Chocolate Fudgy Cake with Peanut Butter Icing

Totally forkable.

Totally forkable.

I was in serious need of some kitchen therapy yesterday, so I dove into my recipe archives and chose this gem as my pet project. Did it help my choice to know that I had all the required ingredients on hand? Absolutely. But I was going to make this baby anyway – I just wound up making it sooner than I expected! And the result was fabulous: moist, dark chocolate cake layers that are dense and taste almost like a fudgy brownie, filled and iced with a creamy peanut butter icing that manages to be both light and rich at the same time. Tucking into a slice of this cake was definitely therapeutic.
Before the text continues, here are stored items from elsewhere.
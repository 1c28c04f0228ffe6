//! Fixed-Step Game Loop
//!
//! Polls input, runs a tick whenever the timer allows, forwards the result to
//! the renderer, and stops after the tick in which the player died. Early
//! polls spin rather than sleep.

use std::time::Instant;
use tracing::{debug, info};

use crate::config::GameConfig;
use crate::core::hash::StateHash;
use crate::core::timer::FixedStepTimer;
use crate::game::input::{InputRecording, InputSource};
use crate::game::render::{RenderFrame, Renderer};
use crate::game::state::GameState;
use crate::game::tick::tick;

/// Outcome of a finished run.
#[derive(Clone, Debug)]
pub struct RunSummary {
    /// Ticks simulated
    pub ticks: u32,
    /// Gold collected
    pub gold: u32,
    /// State hash after the last tick
    pub final_hash: StateHash,
    /// Every input fed to the simulation
    pub recording: InputRecording,
}

/// Play the loaded level until the player dies.
pub fn run(
    state: &mut GameState,
    input: &mut dyn InputSource,
    renderer: &mut dyn Renderer,
    config: &GameConfig,
) -> RunSummary {
    let mut timer = FixedStepTimer::new(config.tick_interval());
    let mut recording = InputRecording::new(state.level_index);

    renderer.draw_level(state.level.map(), &state.hud());
    info!(
        level = state.level_index,
        interval_ms = timer.interval().as_millis() as u64,
        "Game loop started"
    );

    loop {
        if !timer.poll(Instant::now()) {
            std::hint::spin_loop();
            continue;
        }

        let frame = input.poll();
        let result = tick(state, frame, config);
        recording.record(state.tick, frame);

        if result.map_switched {
            renderer.draw_level(state.level.map(), &result.hud);
        } else {
            renderer.draw_frame(&RenderFrame {
                tick: state.tick,
                changes: &result.changes,
                hud: result.hud,
            });
        }

        for event in &result.events {
            debug!(tick = event.tick, event = ?event.data, "Event");
        }

        if result.game_over {
            break;
        }
    }

    let final_hash = state.compute_hash();
    info!(
        ticks = state.tick,
        gold = state.level.gold(),
        hash = %hex::encode(&final_hash[..8]),
        "Game loop finished"
    );

    RunSummary {
        ticks: state.tick,
        gold: state.level.gold(),
        final_hash,
        recording,
    }
}

#[cfg(test)]
mod tests {
    use super::*;
    use crate::core::position::Position;
    use crate::game::input::{InputFrame, ScriptedInput};
    use crate::game::level::{LevelCatalog, LevelData, MapData, PlayerData};
    use crate::game::render::TextRenderer;
    use crate::game::tick::replay_level;
    use crate::game::tile::EntityTile;
    use crate::game::trigger::{OptionTile, Trigger};

    fn spike_run() -> LevelCatalog {
        LevelCatalog::new(vec![LevelData {
            name: "spikes".to_string(),
            maps: vec![MapData {
                rows: vec!["      ".into(), "      ".into(), "######".into()],
                solid: "#".into(),
                options: vec![
                    OptionTile::new(
                        Position::new(2, 1),
                        vec![Trigger::Gold { amount: 5, replacement: Some('.') }],
                    ),
                    OptionTile::new(Position::new(5, 1), vec![Trigger::Damage { amount: 1 }]),
                ],
            }],
            start_map: 0,
            player: PlayerData {
                body: vec![EntityTile::new('@', true, Position::new(0, 1))],
                max_hp: 2,
                jump_height: None,
            },
        }])
    }

    fn fast_config() -> GameConfig {
        GameConfig { frame_rate: 10_000.0, ..GameConfig::default() }
    }

    #[test]
    fn test_run_until_death() {
        let catalog = spike_run();
        let config = fast_config();
        let mut state = GameState::load(&catalog, 0, &config).unwrap();
        let mut input = ScriptedInput::constant(InputFrame::right());
        let mut renderer = TextRenderer::new();

        let summary = run(&mut state, &mut input, &mut renderer, &config);

        // Reaches the spikes at the edge on tick 5, dies there on tick 6
        assert!(state.is_over());
        assert_eq!(summary.gold, 5);
        assert_eq!(summary.ticks, 6);
        assert_eq!(renderer.hud().hp, 0);
        assert_eq!(renderer.frames(), 6);
        assert_eq!(renderer.rows()[1], "  .  @".to_string());
    }

    #[test]
    fn test_run_recording_replays() {
        let catalog = spike_run();
        let config = fast_config();
        let mut state = GameState::load(&catalog, 0, &config).unwrap();
        let mut input = ScriptedInput::new(vec![InputFrame::IDLE, InputFrame::jump(), InputFrame::right()]);
        let mut renderer = TextRenderer::new();

        let summary = run(&mut state, &mut input, &mut renderer, &config);
        let (replayed, _) = replay_level(&catalog, &summary.recording, &config).unwrap();

        assert_eq!(replayed.tick, summary.ticks);
        assert_eq!(replayed.compute_hash(), summary.final_hash);
    }
}
//! State Hashing for Replay Verification
//!
//! Deterministic SHA-256 hashing of simulation state. Two runs fed the same
//! level and the same recorded inputs must produce the same hash.

use sha2::{Sha256, Digest};
use super::position::Position;

/// Hash output type (256 bits / 32 bytes)
pub type StateHash = [u8; 32];

/// Deterministic hasher for game state.
///
/// Wraps SHA-256 with helpers for grid types.
/// Order of updates is critical for determinism.
pub struct StateHasher {
    hasher: Sha256,
}

impl StateHasher {
    /// Create a new hasher with domain separator.
    pub fn new(domain: &[u8]) -> Self {
        let mut hasher = Sha256::new();
        hasher.update(domain);
        Self { hasher }
    }

    /// Create hasher for game state.
    pub fn for_game_state() -> Self {
        Self::new(b"TILE_PLATFORMER_STATE_V1")
    }

    /// Update with a u8 value.
    #[inline]
    pub fn update_u8(&mut self, value: u8) {
        self.hasher.update([value]);
    }

    /// Update with a u32 value (little-endian).
    #[inline]
    pub fn update_u32(&mut self, value: u32) {
        self.hasher.update(value.to_le_bytes());
    }

    /// Update with an i32 value (little-endian).
    #[inline]
    pub fn update_i32(&mut self, value: i32) {
        self.hasher.update(value.to_le_bytes());
    }

    /// Update with a usize, widened to u64 so the hash is platform independent.
    #[inline]
    pub fn update_usize(&mut self, value: usize) {
        self.hasher.update((value as u64).to_le_bytes());
    }

    /// Update with a Position.
    #[inline]
    pub fn update_position(&mut self, value: Position) {
        self.update_i32(value.x);
        self.update_i32(value.y);
    }

    /// Update with a tile symbol.
    #[inline]
    pub fn update_char(&mut self, value: char) {
        self.update_u32(value as u32);
    }

    /// Update with a boolean.
    #[inline]
    pub fn update_bool(&mut self, value: bool) {
        self.update_u8(value as u8);
    }

    /// Finalize and return the hash.
    pub fn finalize(self) -> StateHash {
        self.hasher.finalize().into()
    }
}

/// Compute state hash for replay verification.
///
/// Called by `GameState::compute_hash()`. The closure adds state-specific data.
pub fn compute_state_hash<F>(tick: u32, level_index: usize, add_state: F) -> StateHash
where
    F: FnOnce(&mut StateHasher),
{
    let mut hasher = StateHasher::for_game_state();

    hasher.update_u32(tick);
    hasher.update_usize(level_index);

    add_state(&mut hasher);

    hasher.finalize()
}

// =============================================================================
// TESTS
// =============================================================================
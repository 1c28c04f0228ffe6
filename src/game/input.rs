//! Input Intents and Recording
//!
//! The simulation consumes a small struct of boolean intents per tick and
//! never sees raw key codes. Inputs can be recorded delta-compressed and
//! replayed tick-by-tick.

use serde::{Serialize, Deserialize};
use thiserror::Error;

use crate::core::position::Position;

// =============================================================================
// INPUT TYPES
// =============================================================================

/// Intents captured for one tick.
#[derive(Clone, Copy, Debug, Default, PartialEq, Eq, Hash, Serialize, Deserialize)]
pub struct InputFrame {
    /// Jump
    pub up: bool,
    /// Move down one row
    pub down: bool,
    /// Move left one column
    pub left: bool,
    /// Move right one column
    pub right: bool,
    /// Confirm (menus only; the simulation ignores it)
    pub confirm: bool,
}

impl InputFrame {
    /// No intent at all.
    pub const IDLE: Self = Self {
        up: false,
        down: false,
        left: false,
        right: false,
        confirm: false,
    };

    /// Holding right.
    pub const fn right() -> Self {
        Self { right: true, ..Self::IDLE }
    }

    /// Holding left.
    pub const fn left() -> Self {
        Self { left: true, ..Self::IDLE }
    }

    /// Pressing jump.
    pub const fn jump() -> Self {
        Self { up: true, ..Self::IDLE }
    }

    /// Check if this is an idle frame (no input).
    #[inline]
    pub fn is_idle(&self) -> bool {
        *self == Self::IDLE
    }

    /// Translate into simulation intents.
    ///
    /// `down` sets the vertical component; `left` wins over `right`.
    /// `up` only requests a jump.
    pub fn intent(&self) -> Intent {
        let mut direction = Position::ZERO;
        if self.down {
            direction.y = 1;
        }
        if self.right {
            direction.x = 1;
        }
        if self.left {
            direction.x = -1;
        }
        Intent {
            direction,
            jump: self.up,
        }
    }
}

/// Simulation-level intent derived from an [`InputFrame`].
#[derive(Clone, Copy, Debug, Default, PartialEq, Eq)]
pub struct Intent {
    /// Displacement requested for this tick
    pub direction: Position,
    /// Start a jump if grounded
    pub jump: bool,
}

/// Supplier of one [`InputFrame`] per tick.
pub trait InputSource {
    /// Intents for the next tick.
    fn poll(&mut self) -> InputFrame;
}

/// Input source playing back a fixed script, then repeating its last frame.
#[derive(Clone, Debug, Default)]
pub struct ScriptedInput {
    frames: Vec<InputFrame>,
    cursor: usize,
}

impl ScriptedInput {
    /// Create a scripted source.
    pub fn new(frames: Vec<InputFrame>) -> Self {
        Self { frames, cursor: 0 }
    }

    /// Source that holds the same frame forever.
    pub fn constant(frame: InputFrame) -> Self {
        Self::new(vec![frame])
    }
}

impl InputSource for ScriptedInput {
    fn poll(&mut self) -> InputFrame {
        let frame = self
            .frames
            .get(self.cursor)
            .or_else(|| self.frames.last())
            .copied()
            .unwrap_or_default();
        self.cursor = self.cursor.saturating_add(1);
        frame
    }
}

// =============================================================================
// RECORDING
// =============================================================================

/// Recording encode/decode errors.
#[derive(Debug, Error)]
pub enum ReplayError {
    /// Serialisation failed.
    #[error("Failed to encode recording: {0}")]
    Encode(#[source] bincode::Error),

    /// Bytes are not a recording.
    #[error("Failed to decode recording: {0}")]
    Decode(#[source] bincode::Error),
}

/// Input state starting at a tick.
#[derive(Clone, Copy, Debug, PartialEq, Eq, Serialize, Deserialize)]
pub struct InputDelta {
    /// Tick when this input state began
    pub tick: u32,
    /// The new input state
    pub frame: InputFrame,
}

impl InputDelta {
    /// Create new delta entry.
    pub fn new(tick: u32, frame: InputFrame) -> Self {
        Self { tick, frame }
    }
}

/// Input recording for one play-through of one level.
///
/// Only ticks where the input changed are stored.
#[derive(Clone, Debug, PartialEq, Eq, Serialize, Deserialize)]
pub struct InputRecording {
    /// Level the recording was made on
    pub level_index: usize,

    /// First tick (the first simulated tick is 1)
    pub start_tick: u32,

    /// Last recorded tick
    pub end_tick: u32,

    /// Delta-compressed input data
    deltas: Vec<InputDelta>,

    /// Last recorded input (for delta comparison)
    #[serde(skip)]
    last_frame: InputFrame,
}

impl InputRecording {
    /// Create an empty recording for a level.
    pub fn new(level_index: usize) -> Self {
        Self {
            level_index,
            start_tick: 1,
            end_tick: 0,
            deltas: Vec::new(),
            last_frame: InputFrame::IDLE,
        }
    }

    /// Record input for a tick. Only stores it if it changed.
    pub fn record(&mut self, tick: u32, frame: InputFrame) {
        self.end_tick = tick;

        if frame != self.last_frame {
            self.deltas.push(InputDelta::new(tick, frame));
            self.last_frame = frame;
        }
    }

    /// Input in effect at `tick`.
    pub fn frame_at(&self, tick: u32) -> InputFrame {
        let idx = self.deltas.partition_point(|d| d.tick <= tick);
        if idx == 0 {
            InputFrame::IDLE
        } else {
            self.deltas[idx - 1].frame
        }
    }

    /// All deltas.
    pub fn deltas(&self) -> &[InputDelta] {
        &self.deltas
    }

    /// Number of ticks covered.
    pub fn tick_count(&self) -> u32 {
        self.end_tick.saturating_add(1).saturating_sub(self.start_tick)
    }

    /// Iterate `(tick, frame)` for every recorded tick.
    pub fn replay_iter(&self) -> ReplayIterator<'_> {
        ReplayIterator {
            recording: self,
            current_tick: self.start_tick,
            delta_idx: 0,
            current_frame: InputFrame::IDLE,
        }
    }

    /// Encode with bincode.
    pub fn to_bytes(&self) -> Result<Vec<u8>, ReplayError> {
        bincode::serialize(self).map_err(ReplayError::Encode)
    }

    /// Decode from bincode, ready to keep recording.
    pub fn from_bytes(data: &[u8]) -> Result<Self, ReplayError> {
        let mut recording: Self = bincode::deserialize(data).map_err(ReplayError::Decode)?;
        recording.last_frame = recording
            .deltas
            .last()
            .map(|delta| delta.frame)
            .unwrap_or_default();
        Ok(recording)
    }
}

/// Iterator replaying a recording tick-by-tick.
pub struct ReplayIterator<'a> {
    recording: &'a InputRecording,
    current_tick: u32,
    delta_idx: usize,
    current_frame: InputFrame,
}

impl Iterator for ReplayIterator<'_> {
    type Item = (u32, InputFrame);

    fn next(&mut self) -> Option<Self::Item> {
        if self.current_tick > self.recording.end_tick {
            return None;
        }

        while let Some(delta) = self.recording.deltas.get(self.delta_idx) {
            if delta.tick > self.current_tick {
                break;
            }
            self.current_frame = delta.frame;
            self.delta_idx += 1;
        }

        let result = (self.current_tick, self.current_frame);
        self.current_tick += 1;
        Some(result)
    }
}

// =============================================================================
// TESTS
// =============================================================================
I cannot rave enough about this chocolate cake recipe. I absolutely love the texture! It is unlike any chocolate cake I’ve ever made, and I’ve made a few. If chocolate cake and fudgy brownies got married, this is the kid – cake? – they’d have. I urge you to try this cake recipe, even if you fill and ice it with something other than the peanut butter icing listed below. The cake layers are heavy, to be sure – a small slice of the finished cake is more than adequate – but the flavour and texture are perfection, as far as I’m concerned. Yes, there is coffee in the cake recipe, but you cannot taste the coffee in the baked cakes, and, as you may know, small amounts of coffee added to chocolate batter actually enhance the chocolate flavour without making the resultant baked good taste of coffee. You can omit the coffee, of course, but the cake won’t taste as intensely chocolatey without the coffee. I liked that I didn’t have to level the cake layers: they mounded over as they baked, but the mounds sank as the cakes cooled, and the layers wound up nice and flat for filling and icing.

Cake 2

As awesome as this cake is, I do think it could be better. The icing recipe just barely yielded enough to adequately, but not generously, fill and ice the cake, with about 3/4 of a cup left over for piping onto the cake. Next time I make this, I will probably do one of two things: fill the cake with chocolate ganache and ice the cake with a halved version of the peanut butter icing recipe; or fill and ice the cake with the peanut butter icing, and use chocolate ganache for piping decorations onto the cake. I also felt that the texture of the overall cake would benefit from sprinkling a layer of milk chocolate chips or chopped Reese’s pieces atop the filling between each cake layer.


Those milk chocolate chips sure look friendly.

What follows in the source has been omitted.